> [What is expected] Copy out every line of the records where the string "Some" occurs.

------------------------------------------------------------

//! Password authentication mechanisms

mod scram;

pub use scram::{ScramClient, ScramError, ScramState};

/// Hash a password for `AuthenticationMD5Password`:
/// `"md5" + hex(md5(hex(md5(password + user)) + salt))`
pub fn md5_password(user: &str, password: &str, salt: [u8; 4]) -> String {
    let inner = md5::compute(format!("{}{}", password, user));
    let mut outer_input = format!("{:x}", inner).into_bytes();
    outer_input.extend_from_slice(&salt);
    format!("md5{:x}", md5::compute(outer_input))
}

#[cfg(test)]
mod tests {
    use super::*;

    #[test]
    fn test_md5_password_format() {
        let hash = md5_password("postgres", "mysecretpassword", *b"abcd");
        assert!(hash.starts_with("md5"));
        assert_eq!(hash.len(), 35);
        assert!(hash[3..].chars().all(|c| c.is_ascii_hexdigit()));
    }

    #[test]
    fn test_md5_password_depends_on_salt() {
        let a = md5_password("u", "p", [0, 0, 0, 0]);
        let b = md5_password("u", "p", [0, 0, 0, 1]);
        assert_ne!(a, b);
    }
}
/// Startup parameters and credentials for one connection
///
/// Use `ConnectionConfig::builder()` to set the optional parts.
#[derive(Debug, Clone)]
pub struct ConnectionConfig {
    /// Username
    pub user: String,
    /// Password (optional)
    pub password: Option<String>,
    /// Database name (server defaults to the user name when unset)
    pub database: Option<String>,
    /// Application name shown in `pg_stat_activity`
    pub application_name: Option<String>,
    /// Additional startup parameters
    pub params: HashMap<String, String>,
}

impl ConnectionConfig {
    /// Create a configuration with defaults for everything but the user
    pub fn new(user: impl Into<String>) -> Self {
        Self::builder(user).build()
    }

    /// Create a builder
    ///
    /// ```ignore
    /// let config = ConnectionConfig::builder("postgres")
    ///     .password("secret")
    ///     .database("app")
    ///     .application_name("Dolphie")
    ///     .build();
    /// ```
    pub fn builder(user: impl Into<String>) -> ConnectionConfigBuilder {
        ConnectionConfigBuilder {
            user: user.into(),
            password: None,
            database: None,
            application_name: None,
            params: HashMap::new(),
        }
    }

    fn startup_params(&self) -> Vec<(String, String)> {
        let mut params = vec![("user".to_string(), self.user.clone())];
        if let Some(database) = &self.database {
            params.push(("database".to_string(), database.clone()));
        }
        if let Some(app_name) = &self.application_name {
            params.push(("application_name".to_string(), app_name.clone()));
        }
        params.push(("client_encoding".to_string(), "UTF8".to_string()));
        for (k, v) in &self.params {
            params.push((k.clone(), v.clone()));
        }
        params
    }

    fn require_password(&self) -> Result<&str> {
        self.password
            .as_deref()
            .ok_or_else(|| Error::Authentication("password required".into()))
    }
}

/// Builder for [`ConnectionConfig`]
#[derive(Debug, Clone)]
pub struct ConnectionConfigBuilder {
    user: String,
    password: Option<String>,
    database: Option<String>,
    application_name: Option<String>,
    params: HashMap<String, String>,
}

impl ConnectionConfigBuilder {
    /// Set the password
    pub fn password(mut self, password: impl Into<String>) -> Self {
        self.password = Some(password.into());
        self
    }

    /// Set the database
    pub fn database(mut self, database: impl Into<String>) -> Self {
        self.database = Some(database.into());
        self
    }

    /// Set application name for Postgres logs
    pub fn application_name(mut self, name: impl Into<String>) -> Self {
        self.application_name = Some(name.into());
        self
    }

    /// Add a startup parameter
    pub fn param(mut self, key: impl Into<String>, value: impl Into<String>) -> Self {
        self.params.insert(key.into(), value.into());
        self
    }

    /// Build the configuration
    pub fn build(self) -> ConnectionConfig {
        ConnectionConfig {
            user: self.user,
            password: self.password,
            database: self.database,
            application_name: self.application_name,
            params: self.params,
        }
    }
}

/// Result of one query round trip
///
/// For a multi-statement simple query only the last statement's result is
/// kept.
#[derive(Debug, Clone, Default)]
pub struct QueryOutcome {
    /// Column metadata (empty for statements without a result set)
    pub columns: Vec<FieldDescription>,
    /// Raw text-format values, one vector per row
    pub rows: Vec<Vec<Option<Bytes>>>,
    /// Command tag such as `UPDATE 3`
    pub command_tag: Option<String>,
}

impl QueryOutcome {
    /// Number of rows the statement reported, if its tag carries one
    pub fn rows_affected(&self) -> Option<u64> {
        self.command_tag.as_deref().and_then(rows_affected)
    }
}

/// Extract the row count from a command tag.
///
/// `INSERT oid rows`, `UPDATE rows`, `SELECT rows` and friends carry a count;
/// utility commands such as `CREATE TABLE` do not.
fn rows_affected(tag: &str) -> Option<u64> {
    let verb = tag.split_whitespace().next()?;
    match verb {
        "INSERT" | "UPDATE" | "DELETE" | "SELECT" | "MERGE" | "MOVE" | "FETCH" | "COPY" => {
            tag.rsplit(' ').next()?.parse().ok()
        }
        _ => None,
    }
}

/// Postgres connection
pub struct Connection {
    transport: Option<Transport>,
    state: ConnectionState,
    read_buf: BytesMut,
    process_id: Option<i32>,
}

impl std::fmt::Debug for Connection {
    fn fmt(&self, f: &mut std::fmt::Formatter<'_>) -> std::fmt::Result {
        f.debug_struct("Connection")
            .field("state", &self.state)
            .field("process_id", &self.process_id)
            .field("tls", &self.transport.as_ref().map(Transport::is_tls))
            .finish()
    }
}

------------------------------------------------------------

> [Written response]
        if let Some(database) = &self.database {
        if let Some(app_name) = &self.application_name {
        self.password = Some(password.into());
        self.database = Some(database.into());
        self.application_name = Some(name.into());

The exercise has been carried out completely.